Led by lead plaintiff Ryan Klaassen, the students have advanced the not-quite-novel and three-time-losing legal theory that the Fourteenth Amendment to the U.S. Constitution somehow forbids a state entity from imposing a vaccine mandate.
As Law&Crime previously reported, the eight anti-vaccination students filed their initial 55-page lawsuit in late June.
On July 18, the U.S. District Court for the Northern District of Indiana denied the students’ bid for a preliminary injunction against the flagship state school’s vaccine policy. Three days later, the same district court trounced the students’ motion for an injunction pending appeal.
Earlier this month, a trio of Republican-appointed judges on the U.S. Court of Appeals for the Seventh Circuit refused to stop the university’s policy from taking effect by noting that vaccine mandates have a long constitutional pedigree and are, despite the ongoing right-wing culture war messaging against COVID-related government action, both commonplace and commonsensical public health measures.
Since 1905, the nation’s highest court has upheld all manner of mandatory vaccination regimes promulgated by state actors. The legal history of such measures began with the landmark case of Jacobson v. Massachusetts, which in 1905 upheld a mandatory smallpox vaccination law that punished the non-observant with fines and potential imprisonment. The petitioner way back then, much like the student petitioners now, objected to the law under the 14th Amendment. It was all for naught; a 7-2 majority of the court ruled in favor of the state in the name of public health.
“Given Jacobson v. Massachusetts, which holds that a state may require all members of the public to be vaccinated against smallpox, there can’t be a constitutional problem with vaccination against [COVID],” well-known (in legal circles) conservative Circuit Judge Frank Easterbrook noted. “To the contrary, vaccination requirements, like other public health measures, have been common in this nation.”
The students, undeterred, would now like to try their hand with the high court’s notoriously obscure shadow docket.
“The circumstances here are clear — Students are required to comply with IU’s Mandate in order to receive a government benefit (matriculating at IU),” the application addressed to Justice Amy Coney Barrett argues. “The substantive due process rights to bodily integrity, autonomy, and medical choice are equally clear.”
In their 39-page emergency writ for an injunction requesting relief, the students point out that the three U.S. COVID vaccines are only being administered under an “Emergency Use Authorization” which requires that the FDA issue a series of boilerplate warnings about the nature of the shots themselves.
These so-called “informed consent” guidelines are only binding on the FDA itself, but, the students argue, the “principle” at stake should vindicate their desire to refuse the shots.
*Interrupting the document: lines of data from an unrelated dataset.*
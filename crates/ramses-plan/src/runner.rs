//! Trigger-driven planning loop.
//!
//! Analyse signals the end of its iteration on an mpsc channel; each
//! signal runs exactly one planning iteration. A failed iteration is
//! logged and the loop keeps waiting: the failed-module flag in
//! Knowledge records the stall.

use tokio::sync::{mpsc, watch};
use tracing::{error, info};

use crate::planner::Planner;

pub struct PlanRunner {
    planner: Planner,
}

impl PlanRunner {
    pub fn new(planner: Planner) -> Self {
        Self { planner }
    }

    pub fn planner(&self) -> &Planner {
        &self.planner
    }

    /// Run until `shutdown` changes or every trigger sender is dropped.
    /// Returns the number of iterations run.
    pub async fn run(
        &mut self,
        mut trigger: mpsc::Receiver<()>,
        mut shutdown: watch::Receiver<bool>,
    ) -> u64 {
        info!("plan runner started");
        let mut iterations = 0;

        loop {
            tokio::select! {
                signal = trigger.recv() => {
                    if signal.is_none() {
                        info!("trigger channel closed, plan runner stopping");
                        break;
                    }
                    iterations += 1;
                    if let Err(e) = self.planner.run_iteration().await {
                        error!(error = %e, phase = %self.planner.phase(), "plan iteration failed");
                    }
                }
                _ = shutdown.changed() => {
                    info!("plan runner shutting down");
                    break;
                }
            }
        }
        iterations
    }
}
“Accordingly, the same processes should be used, and consents obtained, when suggesting that students take a vaccine that has only been approved for emergency use,” the filing argues. “Students believe the required consent is undermined by IU’s Mandate and rendered a nullity for them. IU’s Mandate is contrary to these principles, processes, and consents.”
The petition also takes aim at the relevant case law — and essentially asks the court to revisit (and overturn) longstanding precedent:
This case presents this Court with the opportunity to address important constitutional issues and to provide needed guidance to the lower courts regarding the flood of COVID vaccine mandate-related cases already pending and expected, regarding the historically unique, but now ubiquitous, situation where state officials, as here, claim the authority to compel vaccination based upon precedent that is over a century old, despite this Court’s developed jurisprudence regarding substantive due process rights since 1905. This Court has developed doctrines to protect the infringement of fundamental rights of bodily integrity, autonomy, and medical choice, and the scrutiny level that should be applied to these constitutional questions, depending on the context involved. Now this Court has the opportunity to decide in this case whether Students are protected by these doctrines.
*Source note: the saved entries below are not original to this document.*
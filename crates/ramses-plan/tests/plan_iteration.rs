//! End-to-end planning iterations against the in-memory Knowledge store.

use std::collections::BTreeMap;
use std::sync::Arc;

use ramses_knowledge::{
    AdaptationOption, ChosenOptions, Instance, InstanceStatus, InMemoryKnowledge, Knowledge,
    KnowledgeError, KnowledgeResult, LoadBalancerKind, Module, OptionKind, OptionsByService,
    QosKind, QosSpecification, QosThreshold, Service, ServiceId, ServiceImplementation,
};
use ramses_plan::{ChannelExecute, PlanConfig, PlanError, PlanPhase, PlanRunner, Planner};
use tokio::sync::{mpsc, watch};

const ORDERING: &str = "ORDERING-SERVICE";
const PAYMENT: &str = "PAYMENT-PROXY-SERVICE";
const DELIVERY: &str = "DELIVERY-PROXY-SERVICE";
const RESTAURANT: &str = "RESTAURANT-SERVICE";

fn implementation(id: &str, score: f64, availability: f64, response_time: f64, vulnerability: f64) -> ServiceImplementation {
    ServiceImplementation::new(id, score)
        .with_benchmark(QosKind::Availability, availability)
        .with_benchmark(QosKind::AverageResponseTime, response_time)
        .with_vulnerability_score(vulnerability)
}

fn service(
    id: &str,
    dependencies: &[&str],
    implementations: Vec<ServiceImplementation>,
    availability: f64,
    response_time: f64,
) -> Service {
    let current = implementations[0].implementation_id.clone();
    let mut service = Service::new(
        id,
        current,
        implementations,
        dependencies.iter().map(|d| d.to_string()),
    )
    .unwrap()
    .with_load_balancer(LoadBalancerKind::WeightedRandom)
    .with_qos_specification(QosKind::Availability, QosSpecification::new(0.4, QosThreshold::Min(0.9)))
    .with_qos_specification(
        QosKind::AverageResponseTime,
        QosSpecification::new(0.4, QosThreshold::Max(500.0)),
    )
    .with_qos_specification(QosKind::Vulnerability, QosSpecification::new(0.2, QosThreshold::Max(30.0)));
    service.qos.set_current_value(QosKind::Availability, availability, 0);
    service.qos.set_current_value(QosKind::AverageResponseTime, response_time, 0);
    service
}

fn with_instances(implementation: ServiceImplementation, ids: &[&str]) -> ServiceImplementation {
    ids.iter().fold(implementation, |i, id| {
        i.with_instance(Instance::new(*id, InstanceStatus::Active))
    })
}

/// The ordering application: ordering calls payment, delivery and the
/// restaurant. Delivery can switch to a better (b) or worse (c)
/// implementation.
fn store() -> InMemoryKnowledge {
    InMemoryKnowledge::with_services([
        service(
            ORDERING,
            &[PAYMENT, DELIVERY, RESTAURANT],
            vec![with_instances(implementation("ordering", 1.0, 0.95, 200.0, 10.0), &["o1"])],
            0.95,
            200.0,
        ),
        service(
            PAYMENT,
            &[],
            vec![with_instances(implementation("payment", 1.0, 0.9, 150.0, 5.0), &["p1"])],
            0.9,
            150.0,
        ),
        service(
            DELIVERY,
            &[],
            vec![
                with_instances(implementation("delivery-a", 0.4, 0.8, 300.0, 5.0), &["d1", "d2", "d3"]),
                implementation("delivery-b", 0.3, 0.99, 300.0, 5.0),
                implementation("delivery-c", 0.3, 0.5, 300.0, 5.0),
            ],
            0.8,
            300.0,
        ),
        service(
            RESTAURANT,
            &[],
            vec![with_instances(implementation("restaurant", 1.0, 0.99, 100.0, 2.0), &["r1"])],
            0.99,
            100.0,
        ),
    ])
    .unwrap()
}

fn planner(knowledge: Arc<dyn Knowledge>) -> (Planner, mpsc::Receiver<()>) {
    let (execute, rx) = ChannelExecute::channel();
    let planner = Planner::from_config(&PlanConfig::default(), knowledge, Arc::new(execute));
    (planner, rx)
}

fn switch_delivery(to: &str) -> AdaptationOption {
    AdaptationOption::change_implementation(
        DELIVERY,
        "delivery-a",
        vec![to.to_string()],
        QosKind::Availability,
    )
}

#[tokio::test]
async fn best_proposal_is_chosen_system_wide() {
    let store = store();
    store.propose_option(switch_delivery("delivery-c")).unwrap();
    store.propose_option(switch_delivery("delivery-b")).unwrap();
    let (mut planner, mut execute) = planner(Arc::new(store.clone()));

    let outcome = planner.run_iteration().await.unwrap();

    assert_eq!(planner.phase(), PlanPhase::Idle);
    let chosen = &outcome.chosen[DELIVERY];
    assert_eq!(chosen.len(), 1);
    assert!(matches!(
        &chosen[0].kind,
        OptionKind::ChangeImplementation { new_implementation_id: Some(id), .. } if id == "delivery-b"
    ));
    assert_eq!(outcome.invalidated, vec![DELIVERY.to_string(), ORDERING.to_string()]);
    assert_eq!(store.chosen_adaptation_options(), outcome.chosen);
    assert!(store.proposed_options().is_empty());
    assert_eq!(store.active_module(), Some(Module::Plan));
    assert!(execute.try_recv().is_ok());
}

#[tokio::test]
async fn nothing_is_chosen_when_no_proposal_beats_the_baseline() {
    let store = store();
    store.propose_option(switch_delivery("delivery-c")).unwrap();
    let (mut planner, mut execute) = planner(Arc::new(store.clone()));

    let outcome = planner.run_iteration().await.unwrap();

    assert!(outcome.chosen.is_empty());
    assert!(outcome.invalidated.is_empty());
    assert!(store.chosen_adaptation_options().is_empty());
    assert!(execute.try_recv().is_ok());
}

#[tokio::test]
async fn forced_options_preempt_proposals_and_combine() {
    let store = store();
    store.propose_option(switch_delivery("delivery-b")).unwrap();
    store
        .propose_option(AdaptationOption::add_instance(DELIVERY, "delivery-a").forced())
        .unwrap();
    store
        .propose_option(AdaptationOption::shutdown_instance(DELIVERY, "delivery-a", "d3").forced())
        .unwrap();
    let (mut planner, _execute) = planner(Arc::new(store.clone()));

    let outcome = planner.run_iteration().await.unwrap();

    let chosen = &outcome.chosen[DELIVERY];
    let kinds: Vec<&str> = chosen.iter().map(|o| o.kind.name()).collect();
    assert_eq!(kinds, vec!["ShutdownInstance", "AddInstance"]);

    let OptionKind::ShutdownInstance { new_weights: Some(after_shutdown), .. } = &chosen[0].kind else {
        panic!("shutdown not resolved");
    };
    assert_eq!(after_shutdown.len(), 2);
    assert!((after_shutdown["d1"] - 0.5).abs() < 1e-9);

    let weights = chosen[1].final_weights("d4").unwrap();
    assert_eq!(weights.len(), 3);
    assert!(!weights.contains_key("d3"));
    assert!((weights.values().sum::<f64>() - 1.0).abs() < 1e-9);

    // The planner works on a copy; Execute applies the shutdown.
    assert!(store.service(DELIVERY).unwrap().instance("d3").is_some());
}

#[tokio::test]
async fn two_forced_adds_abort_the_iteration() {
    let store = store();
    for _ in 0..2 {
        store
            .propose_option(AdaptationOption::add_instance(PAYMENT, "payment").forced())
            .unwrap();
    }
    store
        .propose_option(AdaptationOption::shutdown_instance(DELIVERY, "delivery-a", "d1").forced())
        .unwrap();
    let (mut planner, mut execute) = planner(Arc::new(store.clone()));

    let err = planner.run_iteration().await.unwrap_err();

    assert!(matches!(err, PlanError::MultipleForcedAddInstance { ref service_id } if service_id == PAYMENT));
    assert_eq!(planner.phase(), PlanPhase::Failed);
    assert_eq!(store.failed_module(), Some(Module::Plan));
    assert!(store.chosen_adaptation_options().is_empty());
    assert!(!store.proposed_options().is_empty());
    assert!(execute.try_recv().is_err());
}

#[tokio::test]
async fn unauthorized_adaptation_still_hands_over_to_execute() {
    let store = store();
    store.propose_option(switch_delivery("delivery-b")).unwrap();
    let (planner, mut execute) = planner(Arc::new(store.clone()));
    let mut planner = planner.with_adaptation_authorized(false);

    let outcome = planner.run_iteration().await.unwrap();

    assert!(!outcome.authorized);
    assert!(outcome.chosen.is_empty());
    assert!(store.chosen_adaptation_options().is_empty());
    assert_eq!(store.proposed_options()[DELIVERY].len(), 1);
    assert!(execute.try_recv().is_ok());
}

#[tokio::test]
async fn weight_change_without_metrics_is_skipped() {
    let store = store();
    store
        .propose_option(AdaptationOption::change_load_balancer_weights(RESTAURANT, "restaurant"))
        .unwrap();
    let (mut planner, _execute) = planner(Arc::new(store.clone()));

    let outcome = planner.run_iteration().await.unwrap();

    assert_eq!(outcome.skipped, vec![RESTAURANT.to_string()]);
    assert!(outcome.chosen.is_empty());
}

#[tokio::test]
async fn services_in_transition_are_invalidated() {
    let store = store();
    store.add_instance(PAYMENT, Instance::new("p2", InstanceStatus::Booting)).unwrap();
    store.record_service_value(PAYMENT, QosKind::Availability, 0.9).unwrap();
    store.record_service_value(ORDERING, QosKind::Availability, 0.95).unwrap();
    let (mut planner, _execute) = planner(Arc::new(store.clone()));

    let outcome = planner.run_iteration().await.unwrap();

    assert_eq!(outcome.invalidated, vec![PAYMENT.to_string(), ORDERING.to_string()]);
    let payment = store.service(PAYMENT).unwrap();
    assert!(payment.qos.latest(QosKind::Availability).is_none());
    // The current value slot survives invalidation.
    assert_eq!(payment.current_value(QosKind::Availability), Some(0.9));
}

/// Knowledge whose delivery service gains an instance right after the
/// planner takes its snapshot.
struct RacingKnowledge {
    inner: InMemoryKnowledge,
}

impl Knowledge for RacingKnowledge {
    fn services(&self) -> KnowledgeResult<BTreeMap<ServiceId, Service>> {
        let services = self.inner.services()?;
        self.inner
            .add_instance(DELIVERY, Instance::new("intruder", InstanceStatus::Booting))?;
        Ok(services)
    }

    fn proposed_adaptation_options(&self) -> KnowledgeResult<OptionsByService> {
        self.inner.proposed_adaptation_options()
    }

    fn choose_adaptation_options(&self, chosen: &ChosenOptions) -> KnowledgeResult<()> {
        self.inner.choose_adaptation_options(chosen)
    }

    fn invalidate_qos_history(&self, service_id: &str) -> KnowledgeResult<()> {
        self.inner.invalidate_qos_history(service_id)
    }

    fn notify_module_start(&self, module: Module) -> KnowledgeResult<()> {
        self.inner.notify_module_start(module)
    }

    fn set_failed_module(&self, module: Module) -> KnowledgeResult<()> {
        self.inner.set_failed_module(module)
    }
}

#[tokio::test]
async fn concurrent_modification_fails_loudly() {
    let store = store();
    store
        .propose_option(AdaptationOption::shutdown_instance(DELIVERY, "delivery-a", "d1").forced())
        .unwrap();
    let racing = RacingKnowledge { inner: store.clone() };
    let (mut planner, mut execute) = planner(Arc::new(racing));

    let err = planner.run_iteration().await.unwrap_err();

    assert!(matches!(
        err,
        PlanError::Knowledge(KnowledgeError::ConcurrentModification { .. })
    ));
    assert_eq!(store.failed_module(), Some(Module::Plan));
    assert!(store.chosen_adaptation_options().is_empty());
    assert!(execute.try_recv().is_err());
}

#[tokio::test]
async fn runner_plans_once_per_trigger() {
    let store = store();
    let (planner, mut execute) = planner(Arc::new(store.clone()));
    let mut runner = PlanRunner::new(planner);
    let (trigger_tx, trigger_rx) = mpsc::channel(4);
    let (_shutdown_tx, shutdown_rx) = watch::channel(false);

    trigger_tx.send(()).await.unwrap();
    trigger_tx.send(()).await.unwrap();
    drop(trigger_tx);

    let iterations = runner.run(trigger_rx, shutdown_rx).await;
    assert_eq!(iterations, 2);
    assert_eq!(runner.planner().iterations(), 2);
    assert!(execute.try_recv().is_ok());
}

#[tokio::test]
async fn runner_stops_on_shutdown() {
    let store = store();
    let (planner, _execute) = planner(Arc::new(store));
    let mut runner = PlanRunner::new(planner);
    let (_trigger_tx, trigger_rx) = mpsc::channel::<()>(1);
    let (shutdown_tx, shutdown_rx) = watch::channel(false);

    let handle = tokio::spawn(async move { runner.run(trigger_rx, shutdown_rx).await });
    shutdown_tx.send(true).unwrap();
    assert_eq!(handle.await.unwrap(), 0);
}

#[test]
fn scores_must_sum_to_one() {
    let err = Service::new(
        "svc",
        "a",
        vec![ServiceImplementation::new("a", 0.5), ServiceImplementation::new("b", 0.4)],
        Vec::<String>::new(),
    )
    .unwrap_err();
    assert!(matches!(err, KnowledgeError::ScoreSum { .. }));
}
In other words, to hear the students tell it, lower courts are reading Jacobson and applying it without using novel substantive due process frameworks that don’t really exist. This filing asks the court to make new law based on a recent concurrence by Justice Neil Gorsuch.
“The relevant constitutional jurisprudence here demands heightened scrutiny,” the students argue–bidding for an exacting method of constitutional interrogation that essentially results in foregone negative conclusions about the validity of government action when the method is used by the courts.
“Such scrutiny should apply to the review of IU’s Mandate because, under modern constitutional jurisprudence, an infringement on now-recognized fundamental rights of bodily integrity, autonomy, and of medical treatment choice exists here by IU’s conditional denial of benefits, seeking to coerce IU students into forfeiting their fundamental rights on the threat of virtual expulsion,” the filing continues. “Under the heightened scrutiny now required, IU’s Mandate comprises an unconstitutional condition on Students.”